Saturday, June 13, 2009

...But Life Happened

I was all ready to do a post on an interracial dating trend I see. I was so geeked my first break at work was spent doing a little draft on my phone. I went out to accompany some new friends shopping. Plans change and I got to know one of them better. (I love meeting cool ass people. It makes me feel like I'm not the last of a dying breed. More on that later.) So anyways in between saying goodbye to my friend and walking to my car I found out my little sister is pregnant. I feel so many emotions. I can't quite put a finger on my mindset. I love her so I refuse to let her fail. As long as I have room for a negative balance in my bank account then the baby will be cool.
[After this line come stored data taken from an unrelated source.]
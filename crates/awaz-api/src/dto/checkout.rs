//! Checkout DTOs

use awaz_core::models::order::{is_checkout_country, INDIAN_STATES};
use awaz_core::models::{CheckoutReceipt, OrderDetails, OrderSummary};
use awaz_core::AppError;
use serde::{Deserialize, Serialize};
use validator::Validate;

/// Order plus its sidebar figures, for `GET /api/checkout/order`
#[derive(Debug, Clone, Serialize)]
#[serde(rename_all = "camelCase")]
pub struct OrderView {
    pub order: OrderDetails,
    pub summary: OrderSummary,
}

impl From<OrderDetails> for OrderView {
    fn from(order: OrderDetails) -> Self {
        Self {
            summary: order.summary(),
            order,
        }
    }
}

/// Billing form submitted from the checkout page
#[derive(Debug, Clone, Deserialize, Validate)]
#[serde(rename_all = "camelCase")]
pub struct CheckoutForm {
    pub order: OrderDetails,

    #[serde(default)]
    #[validate(email(message = "Please enter a valid email address"))]
    pub email: String,

    #[serde(default)]
    #[validate(length(min = 1, max = 100, message = "First name is required"))]
    pub first_name: String,

    #[serde(default)]
    #[validate(length(min = 1, max = 100, message = "Last name is required"))]
    pub last_name: String,

    #[serde(default)]
    #[validate(length(max = 200, message = "Company name is too long"))]
    pub company: Option<String>,

    #[serde(default)]
    #[validate(length(min = 1, message = "Phone number is required"))]
    pub phone: String,

    #[serde(default)]
    #[validate(length(min = 1, message = "Street address is required"))]
    pub address: String,

    #[serde(default)]
    #[validate(length(min = 1, message = "City is required"))]
    pub city: String,

    #[serde(default)]
    #[validate(length(min = 1, message = "Postal code is required"))]
    pub postal_code: String,

    #[serde(default = "default_country")]
    pub country: String,

    #[serde(default)]
    #[validate(length(min = 1, message = "State/Province is required"))]
    pub state: String,

    #[serde(default)]
    pub agree_terms: bool,

    #[serde(default)]
    pub agree_marketing: bool,
}

fn default_country() -> String {
    "IN".to_string()
}

impl CheckoutForm {
    /// Checks the field attributes cannot express
    pub fn validate_business_rules(&self) -> Result<(), AppError> {
        if !self.agree_terms {
            return Err(AppError::Validation(
                "You must agree to the Terms of Service and Privacy Policy".to_string(),
            ));
        }

        if !is_checkout_country(&self.country) {
            return Err(AppError::Validation(format!(
                "Unsupported country: {}",
                self.country
            )));
        }

        if self.country == "IN" && !INDIAN_STATES.contains(&self.state.as_str()) {
            return Err(AppError::Validation("Please select a valid state".to_string()));
        }

        Ok(())
    }
}

/// Reply of `POST /api/checkout`
#[derive(Debug, Clone, Serialize)]
#[serde(rename_all = "camelCase")]
pub struct CheckoutResponse {
    #[serde(flatten)]
    pub receipt: CheckoutReceipt,
    pub marketing_opt_in: bool,
}
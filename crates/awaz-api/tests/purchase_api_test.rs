//! HTTP tests for the purchase funnel, checkout and contact form

#[macro_use]
mod common;

use actix_web::test;
use common::Vendors;
use serde_json::{json, Value};

#[actix_web::test]
async fn test_package_catalog() {
    let vendors = Vendors::new();
    let app = test_app!(vendors);

    let req = test::TestRequest::get()
        .uri("/api/purchase/packages")
        .to_request();
    let body: Value = test::call_and_read_body_json(&app, req).await;

    let packages = body["data"]["packages"].as_array().unwrap();
    assert_eq!(packages.len(), 3);
    assert_eq!(packages[1]["id"], "growth");
    assert_eq!(packages[1]["popular"], true);
    assert_eq!(packages[1]["estimate"]["minutes"], 6250);
    assert_eq!(
        packages[1]["checkoutLink"],
        "/checkout?type=package&packageId=growth&credits=5000&price=50"
    );
    assert_eq!(body["data"]["minCustomCredits"], 100);
}

#[actix_web::test]
async fn test_custom_quote() {
    let vendors = Vendors::new();
    let app = test_app!(vendors);

    let req = test::TestRequest::get()
        .uri("/api/purchase/quote?credits=2500")
        .to_request();
    let body: Value = test::call_and_read_body_json(&app, req).await;
    assert_eq!(body["data"]["summary"]["totalDisplay"], "$25.00");
    assert_eq!(body["data"]["order"]["orderType"], "custom");
    assert_eq!(body["data"]["summary"]["estimate"]["messages"], 8325);
}

#[actix_web::test]
async fn test_custom_quote_rejections() {
    let vendors = Vendors::new();
    let app = test_app!(vendors);

    let req = test::TestRequest::get()
        .uri("/api/purchase/quote?credits=50")
        .to_request();
    let resp = test::call_service(&app, req).await;
    assert_eq!(resp.status(), 400);
    let body: Value = test::read_body_json(resp).await;
    assert_eq!(body["error"], "Minimum purchase is 100 credits");

    let req = test::TestRequest::get().uri("/api/purchase/quote").to_request();
    let resp = test::call_service(&app, req).await;
    assert_eq!(resp.status(), 400);
    let body: Value = test::read_body_json(resp).await;
    assert_eq!(body["error"], "Credits are required");
}

#[actix_web::test]
async fn test_checkout_order_lookup() {
    let vendors = Vendors::new();
    let app = test_app!(vendors);

    let req = test::TestRequest::get()
        .uri("/api/checkout/order?type=package&packageId=growth&credits=5000&price=50")
        .to_request();
    let body: Value = test::call_and_read_body_json(&app, req).await;
    assert_eq!(body["data"]["order"]["packageId"], "growth");
    assert_eq!(body["data"]["summary"]["totalDisplay"], "$50.00");

    let req = test::TestRequest::get().uri("/api/checkout/order").to_request();
    let resp = test::call_service(&app, req).await;
    assert_eq!(resp.status(), 404);
    let body: Value = test::read_body_json(resp).await;
    assert_eq!(body["error"], "Not found: Invalid Order");
}

fn checkout_body() -> Value {
    json!({
        "order": {"orderType": "package", "packageId": "growth", "credits": 5000, "price": "50"},
        "email": "meera@example.com",
        "firstName": "Meera",
        "lastName": "Krishnan",
        "phone": "+91 98765 43210",
        "address": "12 Marina Road",
        "city": "Chennai",
        "postalCode": "600001",
        "country": "IN",
        "state": "Tamil Nadu",
        "agreeTerms": true,
        "agreeMarketing": true
    })
}

#[actix_web::test]
async fn test_checkout_submission() {
    let vendors = Vendors::new();
    let app = test_app!(vendors);

    let req = test::TestRequest::post()
        .uri("/api/checkout")
        .set_json(checkout_body())
        .to_request();
    let resp = test::call_service(&app, req).await;
    assert_eq!(resp.status(), 202);

    let body: Value = test::read_body_json(resp).await;
    assert_eq!(body["success"], true);
    assert_eq!(body["data"]["status"], "payment_pending");
    assert_eq!(body["data"]["marketingOptIn"], true);
    assert!(body["data"]["orderReference"].is_string());
}

#[actix_web::test]
async fn test_checkout_requires_terms() {
    let vendors = Vendors::new();
    let app = test_app!(vendors);

    let mut form = checkout_body();
    form["agreeTerms"] = json!(false);
    let req = test::TestRequest::post()
        .uri("/api/checkout")
        .set_json(form)
        .to_request();
    let resp = test::call_service(&app, req).await;
    assert_eq!(resp.status(), 400);

    let body: Value = test::read_body_json(resp).await;
    assert_eq!(
        body["error"],
        "You must agree to the Terms of Service and Privacy Policy"
    );
}

#[actix_web::test]
async fn test_checkout_rejects_tampered_price() {
    let vendors = Vendors::new();
    let app = test_app!(vendors);

    let mut form = checkout_body();
    form["order"]["price"] = json!("5");
    let req = test::TestRequest::post()
        .uri("/api/checkout")
        .set_json(form)
        .to_request();
    let resp = test::call_service(&app, req).await;
    assert_eq!(resp.status(), 400);

    let body: Value = test::read_body_json(resp).await;
    assert_eq!(body["error"], "Order does not match the current price list");
}

#[actix_web::test]
async fn test_contact_form() {
    let vendors = Vendors::new();
    let app = test_app!(vendors);

    let req = test::TestRequest::post()
        .uri("/api/contact")
        .set_json(json!({
            "name": "Bikash",
            "business": "Thapa Electronics",
            "phone": "+977 9812345678",
            "preferredLanguage": "nepali",
            "hasConsent": true
        }))
        .to_request();
    let body: Value = test::call_and_read_body_json(&app, req).await;
    assert_eq!(body["data"]["received"], true);

    let req = test::TestRequest::post()
        .uri("/api/contact")
        .set_json(json!({"name": "Bikash", "business": "Thapa Electronics", "phone": "123"}))
        .to_request();
    let resp = test::call_service(&app, req).await;
    assert_eq!(resp.status(), 400);
    let body: Value = test::read_body_json(resp).await;
    assert_eq!(
        body["error"],
        "Please confirm you have consent to message your contacts."
    );
}
//! HTTP tests for the demo call and voice endpoints

#[macro_use]
mod common;

use actix_web::test;
use awaz_core::models::CallScript;
use common::{FakeTwilio, Vendors};
use serde_json::{json, Value};

#[actix_web::test]
async fn test_call_is_placed() {
    let vendors = Vendors::new();
    let app = test_app!(vendors);

    let req = test::TestRequest::post()
        .uri("/api/voice/test-call")
        .set_json(json!({"phoneNumber": "98765 43210", "name": "Asha", "language": "hi"}))
        .to_request();
    let resp = test::call_service(&app, req).await;
    assert_eq!(resp.status(), 200);

    let body: Value = test::read_body_json(resp).await;
    assert_eq!(body["success"], true);
    assert_eq!(body["message"], "Call initiated successfully");
    assert_eq!(body["data"]["callSid"], "CA0001");
    assert_eq!(body["data"]["phoneNumber"], "+919876543210");
    assert_eq!(body["data"]["status"], "queued");

    assert_eq!(vendors.elevenlabs.requests.lock().len(), 1);
    let placed = vendors.twilio.placed.lock();
    assert!(matches!(&placed[0].script, CallScript::Message { name, .. } if name == "Asha"));
}

#[actix_web::test]
async fn test_call_can_skip_speech_generation() {
    let vendors = Vendors::new();
    let app = test_app!(vendors);

    let req = test::TestRequest::post()
        .uri("/api/voice/test-call")
        .set_json(json!({"phoneNumber": "+9779812345678", "useElevenLabs": false}))
        .to_request();
    let resp = test::call_service(&app, req).await;
    assert_eq!(resp.status(), 200);
    assert!(vendors.elevenlabs.requests.lock().is_empty());
}

#[actix_web::test]
async fn test_call_requires_phone_number() {
    let vendors = Vendors::new();
    let app = test_app!(vendors);

    let req = test::TestRequest::post()
        .uri("/api/voice/test-call")
        .set_json(json!({"name": "Asha"}))
        .to_request();
    let resp = test::call_service(&app, req).await;
    assert_eq!(resp.status(), 400);

    let body: Value = test::read_body_json(resp).await;
    assert_eq!(body["success"], false);
    assert_eq!(body["error"], "Phone number is required");
    assert!(vendors.twilio.placed.lock().is_empty());
}

#[actix_web::test]
async fn test_call_rejects_malformed_number() {
    let vendors = Vendors::new();
    let app = test_app!(vendors);

    let req = test::TestRequest::post()
        .uri("/api/voice/test-call")
        .set_json(json!({"phoneNumber": "12345"}))
        .to_request();
    let resp = test::call_service(&app, req).await;
    assert_eq!(resp.status(), 400);

    let body: Value = test::read_body_json(resp).await;
    assert_eq!(
        body["error"],
        "Please enter a valid phone number (e.g., +911234567890 or 1234567890)"
    );
}

#[actix_web::test]
async fn test_call_reports_twilio_failure() {
    let vendors = Vendors::with_twilio(FakeTwilio {
        fail_with: Some("Twilio credentials not configured".to_string()),
        ..Default::default()
    });
    let app = test_app!(vendors);

    let req = test::TestRequest::post()
        .uri("/api/voice/test-call")
        .set_json(json!({"phoneNumber": "9876543210"}))
        .to_request();
    let resp = test::call_service(&app, req).await;
    assert_eq!(resp.status(), 500);

    let body: Value = test::read_body_json(resp).await;
    assert_eq!(body["success"], false);
    assert_eq!(body["error"], "Twilio credentials not configured");
}

#[actix_web::test]
async fn test_malformed_json_uses_error_envelope() {
    let vendors = Vendors::new();
    let app = test_app!(vendors);

    let req = test::TestRequest::post()
        .uri("/api/voice/test-call")
        .insert_header(("Content-Type", "application/json"))
        .set_payload("{not json")
        .to_request();
    let resp = test::call_service(&app, req).await;
    assert_eq!(resp.status(), 400);

    let body: Value = test::read_body_json(resp).await;
    assert_eq!(body["success"], false);
    assert_eq!(body["code"], "invalid_input");
}

#[actix_web::test]
async fn test_service_status() {
    let vendors = Vendors::new();
    let app = test_app!(vendors);

    let req = test::TestRequest::get().uri("/api/voice/test-call").to_request();
    let body: Value = test::call_and_read_body_json(&app, req).await;

    assert_eq!(body["success"], true);
    assert_eq!(body["ready"], false);
    assert_eq!(body["services"]["elevenlabs"]["status"], "ready");
    assert_eq!(body["services"]["twilio"]["configured"], false);
    assert_eq!(body["services"]["twilio"]["status"], "missing_credentials");
}

#[actix_web::test]
async fn test_conversation_flow() {
    let vendors = Vendors::new();
    let app = test_app!(vendors);

    let req = test::TestRequest::post()
        .uri("/api/voice/conversation")
        .set_json(json!({"phoneNumber": "98765-43210", "customerName": "Ravi"}))
        .to_request();
    let resp = test::call_service(&app, req).await;
    assert_eq!(resp.status(), 200);
    let body: Value = test::read_body_json(resp).await;
    assert_eq!(body["data"]["conversationId"], "conv_42");
    assert_eq!(vendors.agent.requests.lock()[0].to, "+919876543210");

    let req = test::TestRequest::get()
        .uri("/api/voice/conversation/conv_42")
        .to_request();
    let body: Value = test::call_and_read_body_json(&app, req).await;
    assert_eq!(body["data"]["durationSecs"], 42);
    assert_eq!(body["data"]["transcript"][0]["message"], "Namaste!");

    let req = test::TestRequest::get()
        .uri("/api/voice/conversation/missing")
        .to_request();
    let resp = test::call_service(&app, req).await;
    assert_eq!(resp.status(), 404);
}

#[actix_web::test]
async fn test_call_lookup() {
    let vendors = Vendors::new();
    let app = test_app!(vendors);

    let req = test::TestRequest::get().uri("/api/voice/calls/CA77").to_request();
    let body: Value = test::call_and_read_body_json(&app, req).await;
    assert_eq!(body["data"]["sid"], "CA77");
    assert_eq!(body["data"]["status"], "in-progress");

    let req = test::TestRequest::get()
        .uri("/api/voice/calls/CAmissing")
        .to_request();
    let resp = test::call_service(&app, req).await;
    assert_eq!(resp.status(), 404);
}

#[actix_web::test]
async fn test_voices_and_diagnostics() {
    let vendors = Vendors::new();
    let app = test_app!(vendors);

    let req = test::TestRequest::get().uri("/api/voice/voices").to_request();
    let body: Value = test::call_and_read_body_json(&app, req).await;
    assert_eq!(body["data"][0]["name"], "Adam");

    let req = test::TestRequest::get()
        .uri("/api/voice/diagnostics")
        .to_request();
    let body: Value = test::call_and_read_body_json(&app, req).await;
    assert_eq!(body["data"]["twilio"]["success"], true);
    assert_eq!(body["data"]["elevenlabs"]["success"], true);
    assert_eq!(body["data"]["conversationalAi"]["success"], true);
    assert_eq!(body["data"]["voiceCount"], 1);
}
//! Contact form handler

use crate::dto::contact::{ContactAck, ContactRequest};
use crate::dto::ApiResponse;
use actix_web::{web, HttpResponse};
use awaz_core::AppError;
use tracing::{info, instrument, warn};
use validator::Validate;

/// Acknowledge a contact request. Nothing is stored or forwarded.
///
/// POST /api/contact
#[instrument(skip(req))]
pub async fn submit_contact(req: web::Json<ContactRequest>) -> Result<HttpResponse, AppError> {
    req.validate().map_err(|e| {
        warn!("Contact form validation failed: {}", e);
        AppError::from(e)
    })?;
    req.validate_business_rules()?;

    info!(
        business = %req.business,
        language = ?req.preferred_language,
        "Contact request received"
    );

    let ack = ContactAck::new();
    Ok(HttpResponse::Ok().json(ApiResponse::with_message(ack.clone(), ack.message)))
}

pub fn configure(cfg: &mut web::ServiceConfig) {
    cfg.route("/contact", web::post().to(submit_contact));
}
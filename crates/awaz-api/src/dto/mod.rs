//! Data Transfer Objects (DTOs) for API requests and responses

pub mod checkout;
pub mod common;
pub mod contact;
pub mod purchase;
pub mod voice;

pub use checkout::*;
pub use common::*;
pub use contact::*;
pub use purchase::*;
pub use voice::*;
//! Domain models for Awaz.ai
//!
//! Phone numbers, credit pricing, checkout orders, call scripts and the
//! shapes exchanged with the voice vendors.

pub mod call;
pub mod order;
pub mod phone;
pub mod pricing;
pub mod twiml;
pub mod voice;

pub use call::{
    CallDetails, CallScript, CallStatus, CallStatusCallback, ConversationDetails,
    ConversationRequest, ConversationStarted, OutboundCall, PlacedCall, TranscriptTurn,
};
pub use order::{CheckoutReceipt, OrderDetails, OrderQuery, OrderSummary, OrderType};
pub use phone::{Country, PhoneError, PhoneFormat, PhoneNumber};
pub use pricing::{CreditEstimate, CreditPackage, PricingError, UsageRate, CREDIT_PACKAGES};
pub use twiml::{TwimlOptions, VoiceResponse};
pub use voice::{SpeechAudio, SpeechRequest, SupportedLanguage, VoiceInfo, VoiceSettings};
//! Application configuration
//!
//! This module provides centralized configuration management using the `config` crate.
//! Configuration is layered from defaults, optional config files, `AWAZ__` prefixed
//! environment variables and finally the vendor's conventional variable names
//! (`TWILIO_ACCOUNT_SID`, `ELEVENLABS_API_KEY`, ...), which always win when set.

use crate::AppResult;
use config::{Config, Environment, File};
use serde::Deserialize;
use std::env;

/// Main application configuration
#[derive(Debug, Deserialize, Clone)]
pub struct AppConfig {
    #[serde(default)]
    pub server: ServerConfig,
    #[serde(default)]
    pub twilio: TwilioConfig,
    #[serde(default)]
    pub elevenlabs: ElevenLabsConfig,
}

/// HTTP server configuration
#[derive(Debug, Deserialize, Clone)]
pub struct ServerConfig {
    /// Server host address
    #[serde(default = "default_host")]
    pub host: String,

    /// Server port
    #[serde(default = "default_port")]
    pub port: u16,

    /// Number of worker threads
    #[serde(default = "default_workers")]
    pub workers: usize,

    /// Externally reachable base URL, used to build vendor webhook URLs
    #[serde(default = "default_public_url")]
    pub public_url: String,

    /// Comma separated list of allowed CORS origins
    #[serde(default = "default_cors_origins")]
    pub cors_origins: String,

    /// Request timeout in seconds
    #[serde(default = "default_timeout")]
    pub timeout_secs: u64,
}

fn default_host() -> String {
    "0.0.0.0".to_string()
}

fn default_port() -> u16 {
    3000
}

fn default_workers() -> usize {
    num_cpus::get()
}

fn default_public_url() -> String {
    "http://localhost:3000".to_string()
}

fn default_cors_origins() -> String {
    "http://localhost:3000,http://127.0.0.1:3000".to_string()
}

fn default_timeout() -> u64 {
    30
}

/// Twilio telephony credentials
#[derive(Debug, Deserialize, Clone)]
pub struct TwilioConfig {
    /// Account SID (`AC...`)
    pub account_sid: Option<String>,

    /// Auth token paired with the account SID
    pub auth_token: Option<String>,

    /// Caller ID used for outbound calls
    pub phone_number: Option<String>,

    /// REST API base URL
    #[serde(default = "default_twilio_base_url")]
    pub api_base_url: String,

    /// HTTP timeout in milliseconds; the client default when unset
    #[serde(default)]
    pub timeout_ms: Option<u64>,
}

fn default_twilio_base_url() -> String {
    "https://api.twilio.com".to_string()
}

impl Default for TwilioConfig {
    fn default() -> Self {
        Self {
            account_sid: None,
            auth_token: None,
            phone_number: None,
            api_base_url: default_twilio_base_url(),
            timeout_ms: None,
        }
    }
}

impl TwilioConfig {
    /// Account SID, auth token and caller number are all present
    pub fn is_configured(&self) -> bool {
        is_set(&self.account_sid) && is_set(&self.auth_token) && is_set(&self.phone_number)
    }
}

/// ElevenLabs speech and conversational AI settings
#[derive(Debug, Deserialize, Clone)]
pub struct ElevenLabsConfig {
    /// API key sent as `xi-api-key`
    pub api_key: Option<String>,

    /// Default conversational agent
    pub agent_id: Option<String>,

    /// Voice used for English speech
    pub voice_id: Option<String>,

    /// Phone number id the agent calls from
    pub phone_number_id: Option<String>,

    /// Text to speech model
    #[serde(default = "default_model_id")]
    pub model_id: String,

    /// REST API base URL
    #[serde(default = "default_elevenlabs_base_url")]
    pub api_base_url: String,

    /// HTTP timeout in milliseconds; the client default when unset
    #[serde(default)]
    pub timeout_ms: Option<u64>,
}

fn default_model_id() -> String {
    "eleven_multilingual_v2".to_string()
}

fn default_elevenlabs_base_url() -> String {
    "https://api.elevenlabs.io".to_string()
}

impl Default for ElevenLabsConfig {
    fn default() -> Self {
        Self {
            api_key: None,
            agent_id: None,
            voice_id: None,
            phone_number_id: None,
            model_id: default_model_id(),
            api_base_url: default_elevenlabs_base_url(),
            timeout_ms: None,
        }
    }
}

impl ElevenLabsConfig {
    /// The API key is present
    pub fn is_configured(&self) -> bool {
        is_set(&self.api_key)
    }
}

fn is_set(value: &Option<String>) -> bool {
    value.as_deref().is_some_and(|v| !v.trim().is_empty())
}

/// Reads a variable, treating empty values as unset
fn env_opt(key: &str) -> Option<String> {
    env::var(key).ok().filter(|v| !v.trim().is_empty())
}

impl AppConfig {
    /// Load configuration from environment and optional config file
    ///
    /// Unreadable files and values of the wrong type fail with `AppError::Config`.
    pub fn load() -> AppResult<Self> {
        let run_mode = env::var("RUN_MODE").unwrap_or_else(|_| "development".to_string());

        let public_url = env_opt("PUBLIC_URL").or_else(|| env_opt("NEXTAUTH_URL"));
        let port = env_opt("PORT").and_then(|p| p.parse::<i64>().ok());

        let config = Config::builder()
            // Start with default values
            .set_default("server.host", default_host())?
            .set_default("server.port", i64::from(default_port()))?
            .set_default("server.workers", num_cpus::get() as i64)?
            .set_default("server.public_url", default_public_url())?
            .set_default("server.cors_origins", default_cors_origins())?
            .set_default("server.timeout_secs", 30)?
            // Load config file if exists
            .add_source(File::with_name("config/default").required(false))
            .add_source(File::with_name(&format!("config/{}", run_mode)).required(false))
            // Load from environment variables with AWAZ_ prefix
            .add_source(
                Environment::with_prefix("AWAZ")
                    .separator("__")
                    .try_parsing(true),
            )
            // Vendor conventional variable names
            .set_override_option("server.host", env_opt("HOST"))?
            .set_override_option("server.port", port)?
            .set_override_option("server.public_url", public_url)?
            .set_override_option("server.cors_origins", env_opt("CORS_ORIGINS"))?
            .set_override_option("twilio.account_sid", env_opt("TWILIO_ACCOUNT_SID"))?
            .set_override_option("twilio.auth_token", env_opt("TWILIO_AUTH_TOKEN"))?
            .set_override_option("twilio.phone_number", env_opt("TWILIO_PHONE_NUMBER"))?
            .set_override_option("elevenlabs.api_key", env_opt("ELEVENLABS_API_KEY"))?
            .set_override_option("elevenlabs.agent_id", env_opt("ELEVENLABS_AGENT_ID"))?
            .set_override_option("elevenlabs.voice_id", env_opt("ELEVENLABS_VOICE_ID"))?
            .set_override_option(
                "elevenlabs.phone_number_id",
                env_opt("ELEVENLABS_PHONE_NUMBER_ID"),
            )?
            .build()?;

        Ok(config.try_deserialize()?)
    }

    /// Get the server bind address
    pub fn server_addr(&self) -> String {
        format!("{}:{}", self.server.host, self.server.port)
    }

    /// Public base URL without a trailing slash
    pub fn public_url(&self) -> &str {
        self.server.public_url.trim_end_matches('/')
    }
}

impl Default for ServerConfig {
    fn default() -> Self {
        Self {
            host: default_host(),
            port: default_port(),
            workers: default_workers(),
            public_url: default_public_url(),
            cors_origins: default_cors_origins(),
            timeout_secs: default_timeout(),
        }
    }
}

impl Default for AppConfig {
    fn default() -> Self {
        Self {
            server: ServerConfig::default(),
            twilio: TwilioConfig::default(),
            elevenlabs: ElevenLabsConfig::default(),
        }
    }
}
I feel like she doesn't quite understand what is about to happen, but her ignorance is bliss. She said, "I know my youth is over but I feel like I'm starting a great adventure." I know she is going to try her best and that's really all one can ask for. All first time mothers have doubt I don't care if you're 14 or 40, having someone's whole life depend on you is a beautiful gift and a hellacious burden. I'm not going to ask the dumbass questions of "what were you thinking?" "Why didn't you do this or that?" The fact of the matter is what's done is done. The best thing is to focus on the future. With that said:



Dear Future Niece or (Hopefully) Nephew,

I was hoping you would've waited for a little while longer. I'm not ready to let go of your mommy. She's pretty fucking cool so I could see why you couldn't wait to get here. The thing is your mommy has to change and grow. I think your presence will speed that process up. I need you to be strong because the two of you will be learning together and at times it will seem like all you have in the messed up world will be each other. Remember that your bond will always be enough to get you through the toughest of times. Me and your other auntie will make sure you are cool but we don't have the same control mommy has. I'm a little overwhelmed at your existence so I don't really know what to say. You are loved already.

Love,
Me

1 comment:

  1. pregnancy is a beautiful thing, and you are taking it much better than i did when i found out my brother was having a kid....

    but the situation was different so there is no real comparison.